Only certain lines below are wanted: those starting at the line containing "TCP when absent." and ending at the line containing "let devices = parse_devices(&content)", both included, each retyped exactly.

**** Record extracts

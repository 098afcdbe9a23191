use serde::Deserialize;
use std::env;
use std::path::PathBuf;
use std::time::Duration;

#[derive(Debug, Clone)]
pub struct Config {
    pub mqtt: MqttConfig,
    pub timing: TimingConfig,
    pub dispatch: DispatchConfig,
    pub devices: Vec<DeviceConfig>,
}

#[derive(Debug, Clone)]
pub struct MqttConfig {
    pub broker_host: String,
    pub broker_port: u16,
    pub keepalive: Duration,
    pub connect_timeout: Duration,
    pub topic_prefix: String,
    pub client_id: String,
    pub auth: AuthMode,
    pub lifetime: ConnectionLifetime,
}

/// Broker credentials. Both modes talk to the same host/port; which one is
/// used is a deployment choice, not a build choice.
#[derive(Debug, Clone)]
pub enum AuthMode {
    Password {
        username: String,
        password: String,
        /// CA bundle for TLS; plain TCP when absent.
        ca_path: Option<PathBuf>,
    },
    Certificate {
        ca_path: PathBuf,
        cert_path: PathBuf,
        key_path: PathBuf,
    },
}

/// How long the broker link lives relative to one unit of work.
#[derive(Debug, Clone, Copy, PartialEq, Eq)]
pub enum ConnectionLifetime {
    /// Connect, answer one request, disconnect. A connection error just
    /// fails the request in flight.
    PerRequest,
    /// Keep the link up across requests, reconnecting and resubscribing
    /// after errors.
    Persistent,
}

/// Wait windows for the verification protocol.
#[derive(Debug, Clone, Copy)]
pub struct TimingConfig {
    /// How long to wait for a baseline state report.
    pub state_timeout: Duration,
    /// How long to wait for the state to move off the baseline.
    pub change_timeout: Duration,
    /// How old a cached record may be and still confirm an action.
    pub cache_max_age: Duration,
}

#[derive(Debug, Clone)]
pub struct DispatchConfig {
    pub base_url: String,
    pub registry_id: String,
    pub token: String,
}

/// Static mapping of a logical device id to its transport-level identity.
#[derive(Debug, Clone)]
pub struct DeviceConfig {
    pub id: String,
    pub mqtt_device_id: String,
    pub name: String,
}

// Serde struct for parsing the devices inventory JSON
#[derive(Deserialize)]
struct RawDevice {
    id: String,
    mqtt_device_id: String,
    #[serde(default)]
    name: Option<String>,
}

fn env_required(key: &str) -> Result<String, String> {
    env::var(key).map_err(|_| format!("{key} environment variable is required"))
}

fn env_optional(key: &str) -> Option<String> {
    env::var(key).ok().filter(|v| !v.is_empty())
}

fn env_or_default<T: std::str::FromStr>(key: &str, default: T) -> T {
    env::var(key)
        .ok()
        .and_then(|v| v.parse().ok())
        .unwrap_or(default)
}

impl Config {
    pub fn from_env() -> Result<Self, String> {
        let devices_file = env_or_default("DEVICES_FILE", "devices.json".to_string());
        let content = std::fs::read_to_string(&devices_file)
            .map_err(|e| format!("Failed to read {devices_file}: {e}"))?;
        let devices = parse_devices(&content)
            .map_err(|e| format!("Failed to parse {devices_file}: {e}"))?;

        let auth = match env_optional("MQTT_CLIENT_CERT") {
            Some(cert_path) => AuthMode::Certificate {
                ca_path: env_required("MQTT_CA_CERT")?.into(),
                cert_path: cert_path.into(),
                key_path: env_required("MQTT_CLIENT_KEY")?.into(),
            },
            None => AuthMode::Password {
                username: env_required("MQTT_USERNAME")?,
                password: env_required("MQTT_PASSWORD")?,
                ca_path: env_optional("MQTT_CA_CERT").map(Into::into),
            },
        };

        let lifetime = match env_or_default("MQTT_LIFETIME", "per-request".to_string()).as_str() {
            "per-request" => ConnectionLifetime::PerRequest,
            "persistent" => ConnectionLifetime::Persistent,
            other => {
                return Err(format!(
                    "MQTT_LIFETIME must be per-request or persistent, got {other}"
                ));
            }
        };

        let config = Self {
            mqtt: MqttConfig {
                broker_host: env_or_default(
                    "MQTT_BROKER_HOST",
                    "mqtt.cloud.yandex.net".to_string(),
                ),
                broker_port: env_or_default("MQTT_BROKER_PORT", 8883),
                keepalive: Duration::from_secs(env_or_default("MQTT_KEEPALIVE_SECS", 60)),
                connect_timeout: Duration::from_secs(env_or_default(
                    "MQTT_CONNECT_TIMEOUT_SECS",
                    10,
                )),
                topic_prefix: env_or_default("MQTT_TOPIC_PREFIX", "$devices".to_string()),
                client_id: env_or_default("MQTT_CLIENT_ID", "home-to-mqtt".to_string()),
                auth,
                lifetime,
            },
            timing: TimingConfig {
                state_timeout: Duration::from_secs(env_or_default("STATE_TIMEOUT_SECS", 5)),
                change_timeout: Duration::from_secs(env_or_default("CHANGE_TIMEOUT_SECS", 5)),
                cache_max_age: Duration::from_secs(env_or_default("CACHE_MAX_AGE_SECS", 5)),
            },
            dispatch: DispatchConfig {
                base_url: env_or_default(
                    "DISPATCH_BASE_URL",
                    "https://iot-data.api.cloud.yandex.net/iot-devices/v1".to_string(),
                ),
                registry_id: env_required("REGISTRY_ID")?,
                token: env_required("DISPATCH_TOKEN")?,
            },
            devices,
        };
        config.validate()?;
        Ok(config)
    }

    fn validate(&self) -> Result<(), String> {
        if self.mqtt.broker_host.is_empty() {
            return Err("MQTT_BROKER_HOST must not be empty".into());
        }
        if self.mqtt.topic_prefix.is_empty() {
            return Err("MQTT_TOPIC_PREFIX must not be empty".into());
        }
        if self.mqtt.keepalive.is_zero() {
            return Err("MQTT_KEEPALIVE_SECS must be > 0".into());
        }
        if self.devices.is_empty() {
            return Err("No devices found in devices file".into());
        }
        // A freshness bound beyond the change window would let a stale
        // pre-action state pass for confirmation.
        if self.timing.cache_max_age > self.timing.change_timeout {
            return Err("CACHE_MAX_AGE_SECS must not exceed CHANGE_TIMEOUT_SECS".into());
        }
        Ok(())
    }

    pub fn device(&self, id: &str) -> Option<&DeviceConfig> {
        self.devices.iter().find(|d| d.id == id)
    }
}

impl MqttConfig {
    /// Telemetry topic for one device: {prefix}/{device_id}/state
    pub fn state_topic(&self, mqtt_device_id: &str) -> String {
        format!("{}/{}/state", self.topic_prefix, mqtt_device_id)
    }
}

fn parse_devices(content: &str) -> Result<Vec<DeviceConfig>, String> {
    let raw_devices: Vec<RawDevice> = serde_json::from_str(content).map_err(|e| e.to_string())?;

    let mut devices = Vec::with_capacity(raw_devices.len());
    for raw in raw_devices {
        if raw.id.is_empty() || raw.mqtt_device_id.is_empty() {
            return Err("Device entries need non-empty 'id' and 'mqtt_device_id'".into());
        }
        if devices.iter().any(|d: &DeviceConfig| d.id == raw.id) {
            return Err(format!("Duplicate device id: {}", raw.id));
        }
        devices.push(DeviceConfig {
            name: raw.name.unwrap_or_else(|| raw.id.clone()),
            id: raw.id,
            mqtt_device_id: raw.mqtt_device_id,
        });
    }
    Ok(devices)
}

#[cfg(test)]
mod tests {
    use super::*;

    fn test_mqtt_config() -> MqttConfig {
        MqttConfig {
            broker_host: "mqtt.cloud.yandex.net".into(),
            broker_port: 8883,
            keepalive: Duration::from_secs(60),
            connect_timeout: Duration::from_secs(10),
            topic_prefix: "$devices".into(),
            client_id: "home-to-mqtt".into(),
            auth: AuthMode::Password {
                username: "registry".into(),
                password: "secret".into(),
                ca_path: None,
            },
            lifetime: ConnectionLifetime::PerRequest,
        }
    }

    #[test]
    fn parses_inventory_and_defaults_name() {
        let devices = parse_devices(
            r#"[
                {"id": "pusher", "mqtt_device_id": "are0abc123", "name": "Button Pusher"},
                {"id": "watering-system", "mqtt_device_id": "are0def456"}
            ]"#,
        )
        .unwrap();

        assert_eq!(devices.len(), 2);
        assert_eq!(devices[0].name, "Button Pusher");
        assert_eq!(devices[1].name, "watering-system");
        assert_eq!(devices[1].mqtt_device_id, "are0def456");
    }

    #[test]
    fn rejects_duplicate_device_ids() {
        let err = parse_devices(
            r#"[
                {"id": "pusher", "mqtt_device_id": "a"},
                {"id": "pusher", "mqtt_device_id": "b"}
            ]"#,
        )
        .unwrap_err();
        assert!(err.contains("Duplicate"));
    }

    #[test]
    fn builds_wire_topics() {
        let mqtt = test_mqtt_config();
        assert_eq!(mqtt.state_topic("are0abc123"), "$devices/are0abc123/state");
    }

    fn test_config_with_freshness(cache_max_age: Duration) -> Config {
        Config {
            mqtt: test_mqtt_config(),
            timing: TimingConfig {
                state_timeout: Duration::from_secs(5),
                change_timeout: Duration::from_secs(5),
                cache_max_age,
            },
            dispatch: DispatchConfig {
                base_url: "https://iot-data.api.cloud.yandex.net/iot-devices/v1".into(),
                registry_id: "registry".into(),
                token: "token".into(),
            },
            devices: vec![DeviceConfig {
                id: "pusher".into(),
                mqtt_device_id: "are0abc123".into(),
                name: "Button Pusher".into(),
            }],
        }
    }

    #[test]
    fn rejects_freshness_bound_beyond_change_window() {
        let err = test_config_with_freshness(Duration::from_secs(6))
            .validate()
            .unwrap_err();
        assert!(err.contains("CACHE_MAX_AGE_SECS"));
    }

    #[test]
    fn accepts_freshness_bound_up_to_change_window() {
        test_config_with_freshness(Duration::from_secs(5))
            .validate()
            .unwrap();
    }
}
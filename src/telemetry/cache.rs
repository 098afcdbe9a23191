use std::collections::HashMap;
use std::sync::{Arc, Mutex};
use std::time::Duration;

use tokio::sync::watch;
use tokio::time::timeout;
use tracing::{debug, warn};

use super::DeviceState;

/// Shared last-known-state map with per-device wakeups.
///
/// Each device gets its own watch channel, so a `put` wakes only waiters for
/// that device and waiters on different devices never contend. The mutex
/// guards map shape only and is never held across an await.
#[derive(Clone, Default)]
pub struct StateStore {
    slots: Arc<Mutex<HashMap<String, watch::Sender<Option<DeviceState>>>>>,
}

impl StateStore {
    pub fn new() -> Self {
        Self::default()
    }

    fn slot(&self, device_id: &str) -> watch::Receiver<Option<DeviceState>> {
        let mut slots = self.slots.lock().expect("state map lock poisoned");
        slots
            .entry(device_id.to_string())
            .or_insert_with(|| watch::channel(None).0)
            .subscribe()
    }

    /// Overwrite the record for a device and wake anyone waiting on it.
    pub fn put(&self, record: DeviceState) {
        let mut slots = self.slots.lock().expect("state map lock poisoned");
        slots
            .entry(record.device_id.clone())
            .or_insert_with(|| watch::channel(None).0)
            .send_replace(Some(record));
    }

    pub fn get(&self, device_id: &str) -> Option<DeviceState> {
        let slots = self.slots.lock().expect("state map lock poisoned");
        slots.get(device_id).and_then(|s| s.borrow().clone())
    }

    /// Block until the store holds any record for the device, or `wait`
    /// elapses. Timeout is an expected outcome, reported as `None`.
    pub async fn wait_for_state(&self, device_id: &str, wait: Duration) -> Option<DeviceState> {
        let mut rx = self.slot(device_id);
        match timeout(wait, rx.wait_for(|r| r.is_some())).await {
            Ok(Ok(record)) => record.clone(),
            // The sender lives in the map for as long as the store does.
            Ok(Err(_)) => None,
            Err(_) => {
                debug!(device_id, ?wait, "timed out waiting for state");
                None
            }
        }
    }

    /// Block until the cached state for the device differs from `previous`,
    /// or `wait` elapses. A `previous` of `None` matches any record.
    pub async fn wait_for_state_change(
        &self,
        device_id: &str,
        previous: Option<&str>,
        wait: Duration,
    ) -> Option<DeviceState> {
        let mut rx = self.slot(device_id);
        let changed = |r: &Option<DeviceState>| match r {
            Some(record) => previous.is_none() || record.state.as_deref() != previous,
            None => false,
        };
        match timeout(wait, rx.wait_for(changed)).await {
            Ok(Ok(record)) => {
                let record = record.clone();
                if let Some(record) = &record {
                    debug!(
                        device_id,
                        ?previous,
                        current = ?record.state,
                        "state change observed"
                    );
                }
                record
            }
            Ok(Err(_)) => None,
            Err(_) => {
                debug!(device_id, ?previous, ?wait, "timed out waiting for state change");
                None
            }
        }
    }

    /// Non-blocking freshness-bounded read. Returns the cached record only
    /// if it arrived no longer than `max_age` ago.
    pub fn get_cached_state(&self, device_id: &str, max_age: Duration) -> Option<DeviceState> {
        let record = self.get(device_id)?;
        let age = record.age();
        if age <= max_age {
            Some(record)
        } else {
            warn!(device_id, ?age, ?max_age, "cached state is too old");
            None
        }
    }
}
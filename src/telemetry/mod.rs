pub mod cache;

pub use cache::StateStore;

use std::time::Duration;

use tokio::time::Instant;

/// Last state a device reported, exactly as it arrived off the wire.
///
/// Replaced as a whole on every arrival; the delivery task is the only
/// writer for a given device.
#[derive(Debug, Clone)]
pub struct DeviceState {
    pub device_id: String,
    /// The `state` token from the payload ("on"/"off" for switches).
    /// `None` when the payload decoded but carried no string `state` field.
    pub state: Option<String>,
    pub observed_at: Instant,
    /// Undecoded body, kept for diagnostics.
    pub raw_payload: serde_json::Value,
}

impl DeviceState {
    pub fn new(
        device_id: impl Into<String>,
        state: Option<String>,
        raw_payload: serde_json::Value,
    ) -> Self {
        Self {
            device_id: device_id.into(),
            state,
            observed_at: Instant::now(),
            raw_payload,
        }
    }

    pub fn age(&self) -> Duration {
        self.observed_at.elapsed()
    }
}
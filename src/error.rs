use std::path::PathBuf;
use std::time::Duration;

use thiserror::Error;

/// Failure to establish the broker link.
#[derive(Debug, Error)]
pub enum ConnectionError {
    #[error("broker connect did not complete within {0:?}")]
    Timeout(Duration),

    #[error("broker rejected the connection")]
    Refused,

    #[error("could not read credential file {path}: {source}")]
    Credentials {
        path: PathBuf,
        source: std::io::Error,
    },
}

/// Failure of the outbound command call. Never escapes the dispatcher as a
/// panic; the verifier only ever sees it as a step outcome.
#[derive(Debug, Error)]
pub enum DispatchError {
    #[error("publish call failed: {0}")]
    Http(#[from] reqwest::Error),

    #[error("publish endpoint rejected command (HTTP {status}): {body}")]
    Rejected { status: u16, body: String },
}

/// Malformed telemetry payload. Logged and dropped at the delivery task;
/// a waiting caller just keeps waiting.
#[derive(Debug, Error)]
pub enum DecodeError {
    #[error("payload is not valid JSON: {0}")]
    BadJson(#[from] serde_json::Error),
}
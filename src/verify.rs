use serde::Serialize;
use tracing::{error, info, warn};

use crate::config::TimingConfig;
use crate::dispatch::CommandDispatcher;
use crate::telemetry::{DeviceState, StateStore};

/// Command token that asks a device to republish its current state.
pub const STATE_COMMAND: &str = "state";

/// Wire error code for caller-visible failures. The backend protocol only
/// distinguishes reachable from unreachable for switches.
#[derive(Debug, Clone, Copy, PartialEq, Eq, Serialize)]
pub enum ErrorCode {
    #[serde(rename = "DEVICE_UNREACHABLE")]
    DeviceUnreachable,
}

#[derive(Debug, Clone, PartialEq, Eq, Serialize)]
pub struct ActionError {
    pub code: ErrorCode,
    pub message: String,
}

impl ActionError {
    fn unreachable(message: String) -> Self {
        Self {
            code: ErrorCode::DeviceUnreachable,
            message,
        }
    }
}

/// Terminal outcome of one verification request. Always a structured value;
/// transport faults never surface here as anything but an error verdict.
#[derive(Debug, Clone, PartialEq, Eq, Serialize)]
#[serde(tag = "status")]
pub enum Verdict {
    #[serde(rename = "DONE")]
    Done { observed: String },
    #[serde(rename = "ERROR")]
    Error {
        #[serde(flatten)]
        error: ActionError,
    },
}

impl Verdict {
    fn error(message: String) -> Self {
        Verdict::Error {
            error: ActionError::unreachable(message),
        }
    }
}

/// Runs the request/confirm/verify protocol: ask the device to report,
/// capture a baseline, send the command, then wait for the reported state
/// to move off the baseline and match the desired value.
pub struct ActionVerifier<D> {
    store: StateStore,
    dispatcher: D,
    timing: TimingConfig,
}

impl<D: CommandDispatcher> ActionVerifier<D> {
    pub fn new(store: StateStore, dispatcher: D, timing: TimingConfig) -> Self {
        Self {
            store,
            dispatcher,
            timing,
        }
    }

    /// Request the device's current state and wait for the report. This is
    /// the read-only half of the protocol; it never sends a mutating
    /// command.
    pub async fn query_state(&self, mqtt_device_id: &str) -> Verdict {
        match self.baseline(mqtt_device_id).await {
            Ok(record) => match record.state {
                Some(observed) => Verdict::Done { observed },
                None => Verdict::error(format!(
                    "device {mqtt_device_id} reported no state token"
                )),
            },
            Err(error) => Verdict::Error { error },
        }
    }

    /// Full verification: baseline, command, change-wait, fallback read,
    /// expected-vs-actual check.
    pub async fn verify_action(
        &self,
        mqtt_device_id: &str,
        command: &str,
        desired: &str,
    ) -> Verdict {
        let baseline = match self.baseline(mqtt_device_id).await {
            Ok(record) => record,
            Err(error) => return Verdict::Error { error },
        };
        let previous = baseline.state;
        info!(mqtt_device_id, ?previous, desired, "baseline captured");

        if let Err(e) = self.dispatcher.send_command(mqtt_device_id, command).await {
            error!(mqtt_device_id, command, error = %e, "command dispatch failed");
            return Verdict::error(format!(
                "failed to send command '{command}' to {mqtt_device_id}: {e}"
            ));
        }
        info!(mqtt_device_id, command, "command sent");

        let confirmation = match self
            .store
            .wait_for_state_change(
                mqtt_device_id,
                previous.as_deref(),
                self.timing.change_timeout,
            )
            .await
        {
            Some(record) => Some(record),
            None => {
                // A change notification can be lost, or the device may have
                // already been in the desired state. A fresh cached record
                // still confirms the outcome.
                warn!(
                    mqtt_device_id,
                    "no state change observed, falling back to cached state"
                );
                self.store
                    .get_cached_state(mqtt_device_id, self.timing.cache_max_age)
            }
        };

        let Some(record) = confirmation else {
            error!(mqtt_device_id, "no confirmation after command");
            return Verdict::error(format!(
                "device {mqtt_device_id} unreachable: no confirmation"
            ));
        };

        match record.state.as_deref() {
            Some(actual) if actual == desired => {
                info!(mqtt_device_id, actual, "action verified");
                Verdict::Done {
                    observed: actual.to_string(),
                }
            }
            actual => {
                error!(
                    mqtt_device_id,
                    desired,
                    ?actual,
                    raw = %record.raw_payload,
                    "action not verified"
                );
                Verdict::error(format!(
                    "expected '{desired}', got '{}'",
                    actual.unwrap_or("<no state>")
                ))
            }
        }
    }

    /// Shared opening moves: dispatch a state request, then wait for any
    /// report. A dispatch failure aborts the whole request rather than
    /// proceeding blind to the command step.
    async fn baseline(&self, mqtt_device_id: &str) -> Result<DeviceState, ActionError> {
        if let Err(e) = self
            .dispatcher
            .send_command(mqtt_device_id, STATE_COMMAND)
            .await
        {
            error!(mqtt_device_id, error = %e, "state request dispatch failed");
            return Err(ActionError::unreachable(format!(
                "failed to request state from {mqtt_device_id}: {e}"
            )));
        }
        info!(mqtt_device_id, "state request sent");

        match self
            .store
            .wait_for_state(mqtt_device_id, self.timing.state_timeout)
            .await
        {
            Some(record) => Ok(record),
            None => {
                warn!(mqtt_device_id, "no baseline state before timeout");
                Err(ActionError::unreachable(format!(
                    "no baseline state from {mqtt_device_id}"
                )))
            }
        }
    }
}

********

Completed exercise:
        /// CA bundle for TLS; plain TCP when absent.
        ca_path: Option<PathBuf>,
    },
    Certificate {
        ca_path: PathBuf,
        cert_path: PathBuf,
        key_path: PathBuf,
    },
}

/// How long the broker link lives relative to one unit of work.
#[derive(Debug, Clone, Copy, PartialEq, Eq)]
pub enum ConnectionLifetime {
    /// Connect, answer one request, disconnect. A connection error just
    /// fails the request in flight.
    PerRequest,
    /// Keep the link up across requests, reconnecting and resubscribing
    /// after errors.
    Persistent,
}

/// Wait windows for the verification protocol.
#[derive(Debug, Clone, Copy)]
pub struct TimingConfig {
    /// How long to wait for a baseline state report.
    pub state_timeout: Duration,
    /// How long to wait for the state to move off the baseline.
    pub change_timeout: Duration,
    /// How old a cached record may be and still confirm an action.
    pub cache_max_age: Duration,
}

#[derive(Debug, Clone)]
pub struct DispatchConfig {
    pub base_url: String,
    pub registry_id: String,
    pub token: String,
}

/// Static mapping of a logical device id to its transport-level identity.
#[derive(Debug, Clone)]
pub struct DeviceConfig {
    pub id: String,
    pub mqtt_device_id: String,
    pub name: String,
}

// Serde struct for parsing the devices inventory JSON
#[derive(Deserialize)]
struct RawDevice {
    id: String,
    mqtt_device_id: String,
    #[serde(default)]
    name: Option<String>,
}

fn env_required(key: &str) -> Result<String, String> {
    env::var(key).map_err(|_| format!("{key} environment variable is required"))
}

fn env_optional(key: &str) -> Option<String> {
    env::var(key).ok().filter(|v| !v.is_empty())
}

fn env_or_default<T: std::str::FromStr>(key: &str, default: T) -> T {
    env::var(key)
        .ok()
        .and_then(|v| v.parse().ok())
        .unwrap_or(default)
}

impl Config {
    pub fn from_env() -> Result<Self, String> {
        let devices_file = env_or_default("DEVICES_FILE", "devices.json".to_string());
        let content = std::fs::read_to_string(&devices_file)
            .map_err(|e| format!("Failed to read {devices_file}: {e}"))?;
        let devices = parse_devices(&content)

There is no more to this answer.